- [Task] Each line from the one that contains "fn highest_sequence_folder(action_path: &Path)" to the last line of the records below must be restated word for word.

□ □ □ □ □ □ □

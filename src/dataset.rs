//! On-disk dataset layout: `<data_path>/<action>/<sequence>/<frame>.<ext>`.

use crate::config::{Config, FileFormat};
use crate::{Error, Result};
use log::{debug, info, warn};
use ndarray::Array1;
use opencv::{core::Mat, core::Vector, imgcodecs};
use std::fs::{self, File};
use std::io::BufWriter;
use std::path::{Path, PathBuf};

/// Outcome of writing a frame buffer to disk
#[derive(Debug, Clone, Copy, Default, PartialEq, Eq)]
pub struct SaveSummary {
    /// Keypoint files written
    pub written: usize,
    /// Frames beyond the configured sequence range
    pub dropped: usize,
    /// Raw images written
    pub images: usize,
}

/// Existing state of one action folder
#[derive(Debug, Clone, PartialEq, Eq)]
pub struct ActionFolder {
    /// Action label
    pub action: String,
    /// Highest numeric sequence folder already present, if any
    pub highest_sequence: Option<usize>,
    /// Sequence folders in the configured range that already hold files
    pub occupied: Vec<usize>,
}

/// Maps buffered frames onto the sequence folders of one dataset
#[derive(Debug, Clone)]
pub struct DatasetLayout {
    data_path: PathBuf,
    start_folder: usize,
    no_sequences: usize,
    sequence_length: usize,
    file_format: FileFormat,
    save_images: bool,
}

impl DatasetLayout {
    /// Layout described by the configuration
    #[must_use]
    pub fn from_config(config: &Config) -> Self {
        Self {
            data_path: config.data_path.clone(),
            start_folder: config.start_folder,
            no_sequences: config.no_sequences,
            sequence_length: config.sequence_length,
            file_format: config.file_format,
            save_images: config.save_images,
        }
    }

    /// Folder holding one sequence
    #[must_use]
    pub fn sequence_dir(&self, action: &str, sequence: usize) -> PathBuf {
        self.data_path.join(action).join(sequence.to_string())
    }

    /// Sequence folder and frame index for the `index`-th buffered frame,
    /// or `None` once the configured sequence range is exhausted
    #[must_use]
    pub fn slot(&self, index: usize) -> Option<(usize, usize)> {
        if self.sequence_length == 0 {
            return None;
        }
        let offset = index / self.sequence_length;
        if offset >= self.no_sequences {
            return None;
        }
        Some((self.start_folder.checked_add(offset)?, index % self.sequence_length))
    }

    /// Keypoint file path for a frame
    #[must_use]
    pub fn frame_path(&self, action: &str, sequence: usize, frame: usize) -> PathBuf {
        self.sequence_dir(action, sequence)
            .join(format!("{frame}.{}", self.file_format.extension()))
    }

    /// Raw image path for a frame
    #[must_use]
    pub fn image_path(&self, action: &str, sequence: usize, frame: usize) -> PathBuf {
        self.sequence_dir(action, sequence).join(format!("{frame}.jpg"))
    }

    /// Create the sequence folders of every action and report what is already there
    ///
    /// Sequence folders that already hold files are reported and logged; a
    /// new session writing into them overwrites frame files with the same index.
    pub fn prepare<S: AsRef<str>>(&self, actions: &[S]) -> Result<Vec<ActionFolder>> {
        fs::create_dir_all(&self.data_path)?;

        let mut folders = Vec::with_capacity(actions.len());
        for action in actions {
            let action = action.as_ref();
            let action_path = self.data_path.join(action);
            fs::create_dir_all(&action_path)?;

            let highest_sequence = highest_sequence_folder(&action_path)?;

            let mut occupied = Vec::new();
            for sequence in self.start_folder..self.start_folder.saturating_add(self.no_sequences) {
                let dir = self.sequence_dir(action, sequence);
                fs::create_dir_all(&dir)?;
                if fs::read_dir(&dir)?.next().is_some() {
                    occupied.push(sequence);
                }
            }

            if !occupied.is_empty() {
                warn!(
                    "{} sequence folder(s) of '{action}' already hold data and will be overwritten (first: {})",
                    occupied.len(),
                    occupied[0]
                );
            }
            debug!("Prepared '{action}', highest existing sequence {highest_sequence:?}");

            folders.push(ActionFolder {
                action: action.to_string(),
                highest_sequence,
                occupied,
            });
        }

        Ok(folders)
    }

    /// Write buffered keypoints (and images, when enabled) into sequence folders
    ///
    /// Frame `i` goes to folder `start_folder + i / sequence_length` as file
    /// `i % sequence_length`; frames past the last configured sequence are dropped.
    pub fn save(&self, action: &str, frames: &[Array1<f32>], images: &[Mat]) -> Result<SaveSummary> {
        crate::config::validate_action_label(action)?;

        let mut summary = SaveSummary::default();
        for (index, keypoints) in frames.iter().enumerate() {
            let Some((sequence, frame)) = self.slot(index) else {
                summary.dropped = frames.len() - index;
                break;
            };

            fs::create_dir_all(self.sequence_dir(action, sequence))?;

            if self.save_images {
                if let Some(image) = images.get(index) {
                    let path = self.image_path(action, sequence, frame);
                    if !imgcodecs::imwrite(&path.to_string_lossy(), image, &Vector::new())? {
                        return Err(Error::Dataset(format!("Failed to write image {}", path.display())));
                    }
                    summary.images += 1;
                }
            }

            let path = self.frame_path(action, sequence, frame);
            write_keypoints(&path, keypoints, self.file_format)?;
            summary.written += 1;
        }

        if summary.dropped > 0 {
            warn!("Dropped {} frame(s) beyond the configured sequence range", summary.dropped);
        }
        info!(
            "Saved {} keypoint file(s) and {} image(s) for '{action}' under {}",
            summary.written,
            summary.images,
            self.data_path.display()
        );

        Ok(summary)
    }
}

/// Write one keypoint vector in the requested format
pub fn write_keypoints(path: &Path, keypoints: &Array1<f32>, format: FileFormat) -> Result<()> {
    match format {
        FileFormat::Npy => ndarray_npy::write_npy(path, keypoints)?,
        FileFormat::Pickle => {
            let mut writer = BufWriter::new(File::create(path)?);
            serde_pickle::to_writer(&mut writer, &keypoints.to_vec(), serde_pickle::SerOptions::new())?;
        }
    }
    Ok(())
}

/// Highest folder name under `action_path` that parses as a sequence index
fn highest_sequence_folder(action_path: &Path) -> Result<Option<usize>> {
    let mut highest = None;
    for entry in fs::read_dir(action_path)? {
        let entry = entry?;
        if !entry.file_type()?.is_dir() {
            continue;
        }
        if let Some(index) = entry.file_name().to_str().and_then(|name| name.parse::<usize>().ok()) {
            highest = highest.max(Some(index));
        }
    }
    Ok(highest)
}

□ □ □ □ □ □ □

- [Response for this exercise]
fn highest_sequence_folder(action_path: &Path) -> Result<Option<usize>> {
    let mut highest = None;
    for entry in fs::read_dir(action_path)? {
        let entry = entry?;
        if !entry.file_type()?.is_dir() {
            continue;
        }
        if let Some(index) = entry.file_name().to_str().and_then(|name| name.parse::<usize>().ok()) {
            highest = highest.max(Some(index));
        }
    }
    Ok(highest)
}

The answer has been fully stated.